Dataset entries
// SPDX-License-Identifier: MIT OR Apache-2.0
//! Redundant key removal.

use crate::curve::KeyframeCurve;
use crate::error::Result;

/// Remove interior keys whose value equals both neighbours.
///
/// Values are compared exactly in canonical units. The first and last keys
/// are never removed. Returns the number of keys removed.
pub fn remove_redundant_keys(curve: &mut KeyframeCurve) -> Result<usize> {
    if curve.len() < 3 {
        return Ok(0);
    }

    let times: Vec<f64> = curve.times().collect();
    let values = curve.canonical_values();
    let mut prev_value = values[0];
    let mut removed = 0;

    for i in 1..values.len() - 1 {
        let current = values[i];
        if current == prev_value && current == values[i + 1] {
            if let Some(index) = curve.find(times[i]) {
                curve.remove_key(index)?;
                removed += 1;
                tracing::trace!(curve = %curve.name, time = times[i], "Removed redundant key");
            }
        } else {
            prev_value = current;
        }
    }

    Ok(removed)
}
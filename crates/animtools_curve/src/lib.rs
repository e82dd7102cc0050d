// SPDX-License-Identifier: MIT OR Apache-2.0
//! Keyframe curve algorithms for animtools.
//!
//! This crate provides the curve editing operations behind the tools:
//! - Breakdown keys in overwrite and ripple modes
//! - Redundant key removal
//! - Tangent cleaning with peak flattening and softened splines
//! - Retiming of key ranges
//! - Setting keys and breakdown markers
//!
//! ## Architecture
//!
//! Every operation works on a caller-owned [`KeyframeCurve`] and keeps no
//! state between calls. Curves are independent, so distinct curves can be
//! processed in any order or in parallel.

pub mod binding;
pub mod breakdown;
pub mod cleaner;
pub mod curve;
pub mod error;
pub mod keyer;
pub mod keyframe;
pub mod reduce;
pub mod retime;
pub mod tangents;

pub use binding::{CurveBinding, ObjectId};
pub use breakdown::{
    check_ripple_uniformity, insert_breakdown, plan_breakdown, BreakdownMode, BreakdownOptions,
    BreakdownPlan, BreakdownResult, KeyNeighbors, Placement,
};
pub use cleaner::{clean_curve, BoundaryTangent, CleanOptions, CleaningReport};
pub use curve::{CurveId, CurveKind, KeyframeCurve};
pub use error::{CurveError, ErrorKind, Result};
pub use keyer::{require_marked, set_key, write_key, SetKeyMode, SetKeyOptions, SetKeyResult};
pub use keyframe::{Keyframe, TangentSide, TangentType};
pub use reduce::remove_redundant_keys;
pub use retime::{retime, timing_strip, RetimeOptions, RetimeReport, TimingStrip};
pub use tangents::{classify_peaks, clean_tangents, spline_angle};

What to do: Copy out only the lines above from the one with "filename crates/animtools_curve/src/lib.rs" to the one with "This crate provides", inclusive, exactly as they stand.

Answer box:
filename crates/animtools_curve/src/lib.rs
repository e82dd7102cc0050d
// SPDX-License-Identifier: MIT OR Apache-2.0
//! Keyframe curve algorithms for animtools.
//!
//! This crate provides the curve editing operations behind the tools:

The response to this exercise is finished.